Input -

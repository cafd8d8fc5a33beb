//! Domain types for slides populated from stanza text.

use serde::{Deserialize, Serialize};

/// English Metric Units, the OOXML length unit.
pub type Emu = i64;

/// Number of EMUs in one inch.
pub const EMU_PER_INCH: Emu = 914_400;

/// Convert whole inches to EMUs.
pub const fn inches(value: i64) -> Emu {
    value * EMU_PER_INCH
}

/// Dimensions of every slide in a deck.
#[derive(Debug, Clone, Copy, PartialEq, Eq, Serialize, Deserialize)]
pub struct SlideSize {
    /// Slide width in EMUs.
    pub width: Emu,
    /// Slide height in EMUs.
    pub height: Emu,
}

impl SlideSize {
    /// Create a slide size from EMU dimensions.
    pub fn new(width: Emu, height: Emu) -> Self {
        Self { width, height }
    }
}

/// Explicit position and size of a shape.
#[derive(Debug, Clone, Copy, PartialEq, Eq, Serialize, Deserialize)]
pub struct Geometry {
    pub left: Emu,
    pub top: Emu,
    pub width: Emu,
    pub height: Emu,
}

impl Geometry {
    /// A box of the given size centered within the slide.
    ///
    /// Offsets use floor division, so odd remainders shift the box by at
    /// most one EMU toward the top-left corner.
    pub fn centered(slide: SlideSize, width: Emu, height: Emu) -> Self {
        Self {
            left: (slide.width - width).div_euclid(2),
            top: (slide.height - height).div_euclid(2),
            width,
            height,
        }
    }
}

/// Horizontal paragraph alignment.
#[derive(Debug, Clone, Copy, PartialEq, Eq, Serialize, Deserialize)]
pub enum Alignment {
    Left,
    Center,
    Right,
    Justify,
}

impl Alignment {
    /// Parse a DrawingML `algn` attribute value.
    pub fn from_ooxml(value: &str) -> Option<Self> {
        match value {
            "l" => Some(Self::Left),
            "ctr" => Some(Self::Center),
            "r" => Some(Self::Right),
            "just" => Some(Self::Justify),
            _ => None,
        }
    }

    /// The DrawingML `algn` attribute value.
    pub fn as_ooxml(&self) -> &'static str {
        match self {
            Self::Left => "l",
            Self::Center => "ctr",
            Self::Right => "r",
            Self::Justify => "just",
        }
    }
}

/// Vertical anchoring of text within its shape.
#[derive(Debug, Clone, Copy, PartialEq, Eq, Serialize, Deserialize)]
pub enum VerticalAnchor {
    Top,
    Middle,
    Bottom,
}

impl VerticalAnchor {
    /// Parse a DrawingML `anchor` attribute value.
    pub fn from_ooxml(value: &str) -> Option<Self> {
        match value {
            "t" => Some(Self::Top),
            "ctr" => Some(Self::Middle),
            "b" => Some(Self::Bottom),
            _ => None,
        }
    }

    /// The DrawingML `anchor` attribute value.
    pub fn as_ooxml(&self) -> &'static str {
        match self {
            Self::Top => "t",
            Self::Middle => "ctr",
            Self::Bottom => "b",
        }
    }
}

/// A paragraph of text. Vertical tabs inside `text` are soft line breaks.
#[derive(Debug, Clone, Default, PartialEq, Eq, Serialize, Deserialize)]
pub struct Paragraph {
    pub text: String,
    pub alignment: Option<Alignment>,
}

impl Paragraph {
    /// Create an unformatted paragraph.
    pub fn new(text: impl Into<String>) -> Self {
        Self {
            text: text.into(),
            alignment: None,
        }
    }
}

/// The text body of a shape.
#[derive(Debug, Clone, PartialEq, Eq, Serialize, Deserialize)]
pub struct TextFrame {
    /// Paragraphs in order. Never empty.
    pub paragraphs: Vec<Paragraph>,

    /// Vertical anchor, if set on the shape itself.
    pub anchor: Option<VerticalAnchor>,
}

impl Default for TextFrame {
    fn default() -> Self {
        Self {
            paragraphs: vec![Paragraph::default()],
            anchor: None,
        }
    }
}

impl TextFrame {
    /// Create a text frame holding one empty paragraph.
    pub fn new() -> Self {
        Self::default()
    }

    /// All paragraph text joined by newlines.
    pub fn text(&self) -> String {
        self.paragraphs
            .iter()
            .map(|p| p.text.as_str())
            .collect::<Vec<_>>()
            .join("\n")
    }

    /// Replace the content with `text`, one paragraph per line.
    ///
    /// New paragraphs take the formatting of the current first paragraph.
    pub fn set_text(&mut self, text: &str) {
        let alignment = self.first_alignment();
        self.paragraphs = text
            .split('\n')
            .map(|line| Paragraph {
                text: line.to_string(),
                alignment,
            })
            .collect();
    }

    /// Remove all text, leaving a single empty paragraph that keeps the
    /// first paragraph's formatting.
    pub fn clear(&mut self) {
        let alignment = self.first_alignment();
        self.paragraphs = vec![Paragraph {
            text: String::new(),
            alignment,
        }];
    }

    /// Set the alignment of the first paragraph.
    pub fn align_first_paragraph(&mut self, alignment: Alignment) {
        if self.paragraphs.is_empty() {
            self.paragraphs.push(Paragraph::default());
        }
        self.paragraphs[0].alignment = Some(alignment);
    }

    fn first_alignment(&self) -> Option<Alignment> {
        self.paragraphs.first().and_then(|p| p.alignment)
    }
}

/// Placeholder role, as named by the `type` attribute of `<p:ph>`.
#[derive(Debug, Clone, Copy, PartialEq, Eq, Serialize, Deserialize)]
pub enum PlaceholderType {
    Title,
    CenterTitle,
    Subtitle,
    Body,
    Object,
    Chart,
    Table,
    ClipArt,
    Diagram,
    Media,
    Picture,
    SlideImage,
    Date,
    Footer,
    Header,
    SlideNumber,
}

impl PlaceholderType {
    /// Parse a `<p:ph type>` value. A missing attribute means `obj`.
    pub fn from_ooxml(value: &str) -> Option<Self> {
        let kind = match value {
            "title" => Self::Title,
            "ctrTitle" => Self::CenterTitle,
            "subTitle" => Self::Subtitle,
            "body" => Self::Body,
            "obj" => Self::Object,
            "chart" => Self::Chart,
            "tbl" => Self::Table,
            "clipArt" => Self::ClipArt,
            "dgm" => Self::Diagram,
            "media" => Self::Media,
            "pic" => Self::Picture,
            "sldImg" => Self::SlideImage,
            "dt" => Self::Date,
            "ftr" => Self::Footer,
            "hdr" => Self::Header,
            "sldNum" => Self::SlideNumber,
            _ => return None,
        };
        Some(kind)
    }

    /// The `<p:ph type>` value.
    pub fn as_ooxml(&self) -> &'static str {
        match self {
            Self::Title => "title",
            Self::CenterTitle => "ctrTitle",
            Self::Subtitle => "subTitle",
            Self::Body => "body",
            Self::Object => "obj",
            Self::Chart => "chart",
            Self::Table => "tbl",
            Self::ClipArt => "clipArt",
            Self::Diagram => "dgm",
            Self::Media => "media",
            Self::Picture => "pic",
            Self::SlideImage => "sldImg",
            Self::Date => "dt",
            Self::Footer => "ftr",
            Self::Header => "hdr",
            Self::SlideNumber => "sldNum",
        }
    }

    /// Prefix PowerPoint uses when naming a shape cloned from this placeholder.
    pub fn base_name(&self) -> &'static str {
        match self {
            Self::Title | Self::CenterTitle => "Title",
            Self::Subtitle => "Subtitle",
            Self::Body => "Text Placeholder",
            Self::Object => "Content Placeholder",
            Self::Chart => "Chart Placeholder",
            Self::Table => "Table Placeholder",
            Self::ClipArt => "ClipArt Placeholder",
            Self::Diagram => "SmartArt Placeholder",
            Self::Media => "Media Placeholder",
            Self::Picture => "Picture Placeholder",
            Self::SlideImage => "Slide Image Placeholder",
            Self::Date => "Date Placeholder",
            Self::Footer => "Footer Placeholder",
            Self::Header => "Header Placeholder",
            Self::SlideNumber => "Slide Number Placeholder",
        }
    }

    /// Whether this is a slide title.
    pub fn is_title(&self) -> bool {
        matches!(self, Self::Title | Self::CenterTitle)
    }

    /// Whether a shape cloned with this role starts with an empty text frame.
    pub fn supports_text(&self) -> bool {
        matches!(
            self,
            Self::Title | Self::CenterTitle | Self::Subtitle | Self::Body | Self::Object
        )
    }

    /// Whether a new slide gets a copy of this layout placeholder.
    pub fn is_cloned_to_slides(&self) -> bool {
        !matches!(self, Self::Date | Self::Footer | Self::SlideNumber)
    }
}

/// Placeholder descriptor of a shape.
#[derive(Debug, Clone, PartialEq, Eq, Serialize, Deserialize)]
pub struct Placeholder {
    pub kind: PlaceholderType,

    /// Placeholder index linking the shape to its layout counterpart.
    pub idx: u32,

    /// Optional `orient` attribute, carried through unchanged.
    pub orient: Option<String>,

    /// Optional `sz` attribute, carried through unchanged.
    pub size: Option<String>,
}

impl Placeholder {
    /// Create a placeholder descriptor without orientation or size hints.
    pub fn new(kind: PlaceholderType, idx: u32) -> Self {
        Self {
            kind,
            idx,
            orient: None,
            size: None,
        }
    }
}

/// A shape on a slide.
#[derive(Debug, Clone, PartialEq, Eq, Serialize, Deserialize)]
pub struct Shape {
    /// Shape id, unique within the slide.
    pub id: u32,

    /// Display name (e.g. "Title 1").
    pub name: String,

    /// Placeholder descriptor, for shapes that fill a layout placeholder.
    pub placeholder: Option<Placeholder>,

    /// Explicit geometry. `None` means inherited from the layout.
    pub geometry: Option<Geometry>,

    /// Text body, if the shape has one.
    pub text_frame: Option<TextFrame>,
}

--

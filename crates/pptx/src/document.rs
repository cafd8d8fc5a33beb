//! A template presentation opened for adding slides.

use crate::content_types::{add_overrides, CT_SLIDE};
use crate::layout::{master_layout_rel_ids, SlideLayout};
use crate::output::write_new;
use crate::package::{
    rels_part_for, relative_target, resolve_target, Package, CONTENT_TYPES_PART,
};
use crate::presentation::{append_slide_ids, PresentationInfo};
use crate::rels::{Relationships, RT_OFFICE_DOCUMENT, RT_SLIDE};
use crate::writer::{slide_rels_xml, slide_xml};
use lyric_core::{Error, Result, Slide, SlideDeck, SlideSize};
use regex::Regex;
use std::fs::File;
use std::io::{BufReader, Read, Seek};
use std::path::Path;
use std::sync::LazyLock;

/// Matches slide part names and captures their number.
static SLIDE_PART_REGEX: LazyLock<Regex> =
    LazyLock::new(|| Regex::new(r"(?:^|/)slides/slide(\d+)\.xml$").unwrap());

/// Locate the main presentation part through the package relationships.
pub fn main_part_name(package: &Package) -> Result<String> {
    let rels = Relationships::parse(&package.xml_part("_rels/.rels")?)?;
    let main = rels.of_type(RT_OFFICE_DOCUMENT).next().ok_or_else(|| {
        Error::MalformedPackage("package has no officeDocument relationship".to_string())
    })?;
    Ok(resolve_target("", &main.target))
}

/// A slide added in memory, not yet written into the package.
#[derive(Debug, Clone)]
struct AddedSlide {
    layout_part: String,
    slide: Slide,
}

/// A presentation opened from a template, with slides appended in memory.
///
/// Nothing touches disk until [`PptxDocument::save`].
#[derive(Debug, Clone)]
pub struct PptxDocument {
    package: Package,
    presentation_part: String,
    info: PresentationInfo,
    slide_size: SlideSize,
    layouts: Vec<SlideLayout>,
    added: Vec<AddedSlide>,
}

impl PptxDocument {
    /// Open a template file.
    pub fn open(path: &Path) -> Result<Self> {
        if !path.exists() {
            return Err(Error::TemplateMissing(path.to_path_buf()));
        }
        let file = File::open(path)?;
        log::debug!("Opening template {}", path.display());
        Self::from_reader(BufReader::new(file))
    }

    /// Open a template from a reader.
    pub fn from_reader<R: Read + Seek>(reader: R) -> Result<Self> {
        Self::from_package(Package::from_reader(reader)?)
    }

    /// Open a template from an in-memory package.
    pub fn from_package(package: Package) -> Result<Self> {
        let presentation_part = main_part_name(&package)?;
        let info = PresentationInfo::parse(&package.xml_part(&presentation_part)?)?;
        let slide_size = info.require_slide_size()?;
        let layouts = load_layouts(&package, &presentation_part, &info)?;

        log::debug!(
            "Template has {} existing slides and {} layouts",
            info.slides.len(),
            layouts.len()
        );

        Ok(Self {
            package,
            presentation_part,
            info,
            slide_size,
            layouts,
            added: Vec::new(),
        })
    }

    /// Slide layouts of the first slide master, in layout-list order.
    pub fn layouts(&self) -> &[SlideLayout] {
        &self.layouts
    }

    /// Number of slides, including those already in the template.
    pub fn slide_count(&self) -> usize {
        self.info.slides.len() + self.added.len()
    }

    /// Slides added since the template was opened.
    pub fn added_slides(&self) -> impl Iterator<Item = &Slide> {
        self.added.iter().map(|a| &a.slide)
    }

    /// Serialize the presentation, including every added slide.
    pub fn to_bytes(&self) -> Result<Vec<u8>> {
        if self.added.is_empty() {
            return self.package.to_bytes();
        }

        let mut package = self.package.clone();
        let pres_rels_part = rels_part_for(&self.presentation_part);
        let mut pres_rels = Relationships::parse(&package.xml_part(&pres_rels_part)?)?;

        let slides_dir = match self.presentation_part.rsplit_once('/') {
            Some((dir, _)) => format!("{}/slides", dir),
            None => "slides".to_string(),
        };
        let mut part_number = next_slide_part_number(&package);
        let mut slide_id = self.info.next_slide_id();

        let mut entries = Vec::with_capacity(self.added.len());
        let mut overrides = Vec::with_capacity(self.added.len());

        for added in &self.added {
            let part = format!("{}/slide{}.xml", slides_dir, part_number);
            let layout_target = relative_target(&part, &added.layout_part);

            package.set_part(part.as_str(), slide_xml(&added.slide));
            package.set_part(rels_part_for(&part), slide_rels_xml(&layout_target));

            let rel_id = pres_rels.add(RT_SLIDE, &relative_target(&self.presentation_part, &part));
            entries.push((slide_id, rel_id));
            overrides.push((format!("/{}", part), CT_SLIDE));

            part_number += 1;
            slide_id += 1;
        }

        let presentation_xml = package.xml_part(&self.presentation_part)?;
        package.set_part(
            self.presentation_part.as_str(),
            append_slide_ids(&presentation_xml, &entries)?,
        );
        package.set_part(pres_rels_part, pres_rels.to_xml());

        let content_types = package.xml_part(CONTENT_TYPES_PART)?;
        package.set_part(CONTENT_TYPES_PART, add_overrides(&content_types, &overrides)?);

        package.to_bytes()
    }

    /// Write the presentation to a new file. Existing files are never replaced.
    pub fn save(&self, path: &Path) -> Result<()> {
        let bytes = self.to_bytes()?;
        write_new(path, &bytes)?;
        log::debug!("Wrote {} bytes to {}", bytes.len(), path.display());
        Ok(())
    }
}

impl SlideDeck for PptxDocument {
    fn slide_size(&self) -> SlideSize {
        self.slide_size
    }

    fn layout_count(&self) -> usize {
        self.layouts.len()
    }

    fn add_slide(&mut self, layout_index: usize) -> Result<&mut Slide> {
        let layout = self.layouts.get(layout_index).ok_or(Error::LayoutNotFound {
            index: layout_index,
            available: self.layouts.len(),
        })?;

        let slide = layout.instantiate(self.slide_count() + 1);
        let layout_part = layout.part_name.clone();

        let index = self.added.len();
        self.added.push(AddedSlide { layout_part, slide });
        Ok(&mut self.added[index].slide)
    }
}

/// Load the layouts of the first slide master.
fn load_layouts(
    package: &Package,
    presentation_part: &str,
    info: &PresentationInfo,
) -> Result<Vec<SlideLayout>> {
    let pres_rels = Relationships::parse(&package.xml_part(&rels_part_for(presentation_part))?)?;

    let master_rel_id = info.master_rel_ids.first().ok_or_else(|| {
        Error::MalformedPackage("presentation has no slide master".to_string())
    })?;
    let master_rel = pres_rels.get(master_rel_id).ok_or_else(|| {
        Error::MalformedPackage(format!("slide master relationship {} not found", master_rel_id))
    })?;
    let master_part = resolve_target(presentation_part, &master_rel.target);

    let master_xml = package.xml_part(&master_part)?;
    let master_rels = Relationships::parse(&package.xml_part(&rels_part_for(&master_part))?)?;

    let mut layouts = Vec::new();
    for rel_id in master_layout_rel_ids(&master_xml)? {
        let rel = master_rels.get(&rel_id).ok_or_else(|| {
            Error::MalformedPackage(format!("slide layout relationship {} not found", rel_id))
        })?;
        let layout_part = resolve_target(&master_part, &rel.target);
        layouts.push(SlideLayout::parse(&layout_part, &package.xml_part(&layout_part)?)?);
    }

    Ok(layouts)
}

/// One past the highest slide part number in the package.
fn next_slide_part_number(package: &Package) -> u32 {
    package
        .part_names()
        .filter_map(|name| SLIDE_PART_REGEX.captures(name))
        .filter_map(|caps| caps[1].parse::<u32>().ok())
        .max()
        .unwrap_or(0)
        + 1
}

Exercise instructions -
Set down only the lines above that fall between the line holding "pub fn open(path: &Path)" and the line holding "from a reader.", inclusive, keeping each exact.

Written solution -
    pub fn open(path: &Path) -> Result<Self> {
        if !path.exists() {
            return Err(Error::TemplateMissing(path.to_path_buf()));
        }
        let file = File::open(path)?;
        log::debug!("Opening template {}", path.display());
        Self::from_reader(BufReader::new(file))
    }

    /// Open a template from a reader.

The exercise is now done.